Segment Open
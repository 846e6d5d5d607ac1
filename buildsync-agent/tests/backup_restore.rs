//! Create a backup from a populated home, validate it, and restore it into a fresh home.

use buildsync::archive::{self, RestoreOptions};
use buildsync::config::Config;
use buildsync::SyncOrchestrator;
use std::fs;
use std::io::Write;
use std::path::Path;
use tempfile::TempDir;
use tokio_util::sync::CancellationToken;
use zip::write::SimpleFileOptions;

const ADDON_ID: &str = "plugin.program.dokukanal.buildsync";

fn config_for(home: &Path) -> Config {
    toml::from_str(&format!(
        r#"
        [paths]
        home = "{}"

        [settings]
        backup_include_addon_data = true
        "#,
        home.display()
    ))
    .unwrap()
}

fn populate(home: &Path) {
    let userdata = home.join("userdata");
    fs::create_dir_all(userdata.join("addon_data/plugin.video.x")).unwrap();
    fs::create_dir_all(userdata.join(format!("addon_data/{}", ADDON_ID))).unwrap();
    fs::create_dir_all(userdata.join("Thumbnails")).unwrap();
    fs::create_dir_all(userdata.join("cache")).unwrap();
    fs::create_dir_all(home.join("addons/skin.estuary")).unwrap();
    fs::create_dir_all(home.join("addons/packages")).unwrap();

    fs::write(userdata.join("favourites.xml"), "<favourites/>").unwrap();
    fs::write(userdata.join("addon_data/plugin.video.x/settings.xml"), "<settings/>").unwrap();
    fs::write(userdata.join(format!("addon_data/{}/settings.xml", ADDON_ID)), "live").unwrap();
    fs::write(userdata.join("Thumbnails/a.jpg"), "jpg").unwrap();
    fs::write(userdata.join("cache/x"), "cache").unwrap();
    fs::write(userdata.join("kodi.log"), "log").unwrap();
    fs::write(home.join("addons/skin.estuary/addon.xml"), "<addon/>").unwrap();
    fs::write(home.join("addons/packages/old.zip"), "pkg").unwrap();
}

#[test]
fn test_create_validate_restore() {
    let source = TempDir::new().unwrap();
    populate(source.path());
    let orchestrator = SyncOrchestrator::from_config(&config_for(source.path()));

    let outcome = orchestrator.create_backup(&CancellationToken::new()).unwrap();
    let zip = match outcome {
        buildsync::sync::BackupOutcome::Local(zip) => zip,
        other => panic!("unexpected outcome {:?}", other),
    };
    assert!(archive::is_valid_backup(&zip, ADDON_ID));
    assert!(!archive::is_valid_backup(&zip, "plugin.someone.else"));

    let target = TempDir::new().unwrap();
    let options = RestoreOptions {
        extract_root: target.path().to_path_buf(),
        addon_id: ADDON_ID.to_string(),
        wipe_first: false,
        temp_dir: target.path().join("temp"),
    };
    let report = archive::restore_from_zip(&zip, &options, &archive::no_cancel).unwrap();

    // own addon data is never restored over the live configuration
    assert_eq!(report.skipped, 1);
    assert_eq!(report.failed, 0);
    assert_eq!(report.extracted, 4);

    let restored = target.path();
    assert!(restored.join("userdata/favourites.xml").exists());
    assert!(restored.join("userdata/Thumbnails/a.jpg").exists());
    assert!(restored.join("userdata/addon_data/plugin.video.x/settings.xml").exists());
    assert!(restored.join("addons/skin.estuary/addon.xml").exists());
    assert!(!restored.join(format!("userdata/addon_data/{}", ADDON_ID)).exists());
    assert!(!restored.join("userdata/cache").exists());
    assert!(!restored.join("userdata/kodi.log").exists());
    assert!(!restored.join("addons/packages").exists());
}

#[test]
fn test_hostile_entry_is_skipped_and_the_rest_restored() {
    let dir = TempDir::new().unwrap();
    let zip_path = dir.path().join("doku_backup_01012024_1200.zip");
    let mut zip = zip::ZipWriter::new(fs::File::create(&zip_path).unwrap());
    for name in ["userdata/favourites.xml", "addons/skin.x/addon.xml"] {
        zip.start_file(name, SimpleFileOptions::default()).unwrap();
        zip.write_all(b"ok").unwrap();
    }
    zip.start_file("userdata/../../../etc/cron.d/evil", SimpleFileOptions::default())
        .unwrap();
    zip.write_all(b"evil").unwrap();
    zip.finish().unwrap();

    // the whole archive fails validation...
    assert!(!archive::is_valid_backup(&zip_path, ADDON_ID));

    // ...and a direct restore still refuses the hostile entry
    let target = dir.path().join("root");
    let options = RestoreOptions {
        extract_root: target.clone(),
        addon_id: ADDON_ID.to_string(),
        wipe_first: false,
        temp_dir: dir.path().join("temp"),
    };
    let report = archive::restore_from_zip(&zip_path, &options, &archive::no_cancel).unwrap();
    assert_eq!(report.extracted, 2);
    assert_eq!(report.skipped, 1);
    assert!(!dir.path().join("etc").exists());
    assert!(target.join("userdata/favourites.xml").exists());
}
Segment Closed
*Exercise description*. Count every line of the material that holds the string "target", then give the total alone.

*Solution to this exercise*. 7